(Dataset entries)
* * * * * * *

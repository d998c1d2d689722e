//! Path normalization helpers shared by the resolver, state store and
//! orchestrator.

use std::path::{Path, PathBuf};

/// Canonical state/dedup key for a path.
///
/// Resolves symlinks and relative components where possible; falls back
/// to the absolute lexical form for paths that no longer exist. On
/// Windows the key is case-folded so that case-only differences do not
/// count as distinct files.
pub fn canonical_key(path: &Path) -> String {
    let abs = path.canonicalize().unwrap_or_else(|_| absolute_lexical(path));
    let key = abs.to_string_lossy().into_owned();
    if cfg!(windows) {
        key.to_lowercase()
    } else {
        key
    }
}

/// Like `canonical_key` but never resolves symlinks. Used where the
/// link file itself, not its target, is the identity (shortcut chain
/// cycle detection).
pub fn lexical_key(path: &Path) -> String {
    let key = absolute_lexical(path).to_string_lossy().into_owned();
    if cfg!(windows) {
        key.to_lowercase()
    } else {
        key
    }
}

fn absolute_lexical(path: &Path) -> PathBuf {
    if path.is_absolute() {
        path.to_path_buf()
    } else {
        std::env::current_dir()
            .map(|cwd| cwd.join(path))
            .unwrap_or_else(|_| path.to_path_buf())
    }
}

/// True when `target` lives under at least one of `roots`.
///
/// Both sides are compared canonically, so a symlink whose target
/// escapes the root set is detected even if the link itself is inside.
pub fn is_within_any(target: &Path, roots: &[PathBuf]) -> bool {
    let canonical = target
        .canonicalize()
        .unwrap_or_else(|_| absolute_lexical(target));
    roots.iter().any(|root| canonical.starts_with(root))
}

/// Relative path from the nearest containing root, or the path itself
/// when no root contains it (shortcut targets outside the roots).
pub fn relative_to_nearest_root(path: &Path, roots: &[PathBuf]) -> String {
    for root in roots {
        if let Ok(rel) = path.strip_prefix(root) {
            return rel.to_string_lossy().into_owned();
        }
    }
    path.to_string_lossy().into_owned()
}

#[cfg(test)]
mod tests {
    use super::*;
    use tempfile::TempDir;

    #[test]
    fn test_canonical_key_resolves_relative_components() {
        let dir = TempDir::new().unwrap();
        let file = dir.path().join("a.txt");
        std::fs::write(&file, "x").unwrap();

        let dotted = dir.path().join(".").join("a.txt");
        assert_eq!(canonical_key(&dotted), canonical_key(&file));
    }

    #[cfg(unix)]
    #[test]
    fn test_lexical_key_does_not_follow_symlinks() {
        let dir = TempDir::new().unwrap();
        let real = dir.path().join("real.txt");
        std::fs::write(&real, "x").unwrap();
        let link = dir.path().join("link.txt");
        std::os::unix::fs::symlink(&real, &link).unwrap();

        assert_eq!(canonical_key(&link), canonical_key(&real));
        assert_ne!(lexical_key(&link), lexical_key(&real));
    }

    #[test]
    fn test_is_within_any() {
        let dir = TempDir::new().unwrap();
        let root = dir.path().canonicalize().unwrap();
        let inside = root.join("sub/doc.txt");
        std::fs::create_dir_all(inside.parent().unwrap()).unwrap();
        std::fs::write(&inside, "x").unwrap();

        assert!(is_within_any(&inside, &[root.clone()]));
        assert!(!is_within_any(Path::new("/"), &[root]));
    }

    #[test]
    fn test_relative_to_nearest_root() {
        let roots = vec![PathBuf::from("/srv/share")];
        assert_eq!(
            relative_to_nearest_root(Path::new("/srv/share/sys/doc.txt"), &roots),
            "sys/doc.txt"
        );
        assert_eq!(
            relative_to_nearest_root(Path::new("/elsewhere/doc.txt"), &roots),
            "/elsewhere/doc.txt"
        );
    }
}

* * * * * * *

WHAT THIS TASK INVOLVES
Would you repeat all of the data above, word for word?

RESPONSE TO THIS EXERCISE
repository d998c1d2d689722e
//! Path normalization helpers shared by the resolver, state store and
//! orchestrator.

use std::path::{Path, PathBuf};

/// Canonical state/dedup key for a path.
///
/// Resolves symlinks and relative components where possible; falls back
/// to the absolute lexical form for paths that no longer exist. On
/// Windows the key is case-folded so that case-only differences do not
/// count as distinct files.
pub fn canonical_key(path: &Path) -> String {
    let abs = path.canonicalize().unwrap_or_else(|_| absolute_lexical(path));
    let key = abs.to_string_lossy().into_owned();
    if cfg!(windows) {
        key.to_lowercase()
    } else {
        key
    }
}

/// Like `canonical_key` but never resolves symlinks. Used where the
/// link file itself, not its target, is the identity (shortcut chain
/// cycle detection).
pub fn lexical_key(path: &Path) -> String {
    let key = absolute_lexical(path).to_string_lossy().into_owned();
    if cfg!(windows) {
        key.to_lowercase()
    } else {
        key
    }
}

fn absolute_lexical(path: &Path) -> PathBuf {
    if path.is_absolute() {
        path.to_path_buf()
    } else {
        std::env::current_dir()
            .map(|cwd| cwd.join(path))
            .unwrap_or_else(|_| path.to_path_buf())
    }
}

/// True when `target` lives under at least one of `roots`.
///
/// Both sides are compared canonically, so a symlink whose target
/// escapes the root set is detected even if the link itself is inside.
pub fn is_within_any(target: &Path, roots: &[PathBuf]) -> bool {
    let canonical = target
        .canonicalize()
        .unwrap_or_else(|_| absolute_lexical(target));
    roots.iter().any(|root| canonical.starts_with(root))
}

/// Relative path from the nearest containing root, or the path itself
/// when no root contains it (shortcut targets outside the roots).
pub fn relative_to_nearest_root(path: &Path, roots: &[PathBuf]) -> String {
    for root in roots {
        if let Ok(rel) = path.strip_prefix(root) {
            return rel.to_string_lossy().into_owned();
        }
    }
    path.to_string_lossy().into_owned()
}

#[cfg(test)]
mod tests {
    use super::*;
    use tempfile::TempDir;

    #[test]
    fn test_canonical_key_resolves_relative_components() {
        let dir = TempDir::new().unwrap();
        let file = dir.path().join("a.txt");
        std::fs::write(&file, "x").unwrap();

        let dotted = dir.path().join(".").join("a.txt");
        assert_eq!(canonical_key(&dotted), canonical_key(&file));
    }

    #[cfg(unix)]
    #[test]
    fn test_lexical_key_does_not_follow_symlinks() {
        let dir = TempDir::new().unwrap();
        let real = dir.path().join("real.txt");
        std::fs::write(&real, "x").unwrap();
        let link = dir.path().join("link.txt");
        std::os::unix::fs::symlink(&real, &link).unwrap();

        assert_eq!(canonical_key(&link), canonical_key(&real));
        assert_ne!(lexical_key(&link), lexical_key(&real));
    }

    #[test]
    fn test_is_within_any() {
        let dir = TempDir::new().unwrap();
        let root = dir.path().canonicalize().unwrap();
        let inside = root.join("sub/doc.txt");
        std::fs::create_dir_all(inside.parent().unwrap()).unwrap();
        std::fs::write(&inside, "x").unwrap();

        assert!(is_within_any(&inside, &[root.clone()]));
        assert!(!is_within_any(Path::new("/"), &[root]));
    }

    #[test]
    fn test_relative_to_nearest_root() {
        let roots = vec![PathBuf::from("/srv/share")];
        assert_eq!(
            relative_to_nearest_root(Path::new("/srv/share/sys/doc.txt"), &roots),
            "sys/doc.txt"
        );
        assert_eq!(
            relative_to_nearest_root(Path::new("/elsewhere/doc.txt"), &roots),
            "/elsewhere/doc.txt"
        );
    }
}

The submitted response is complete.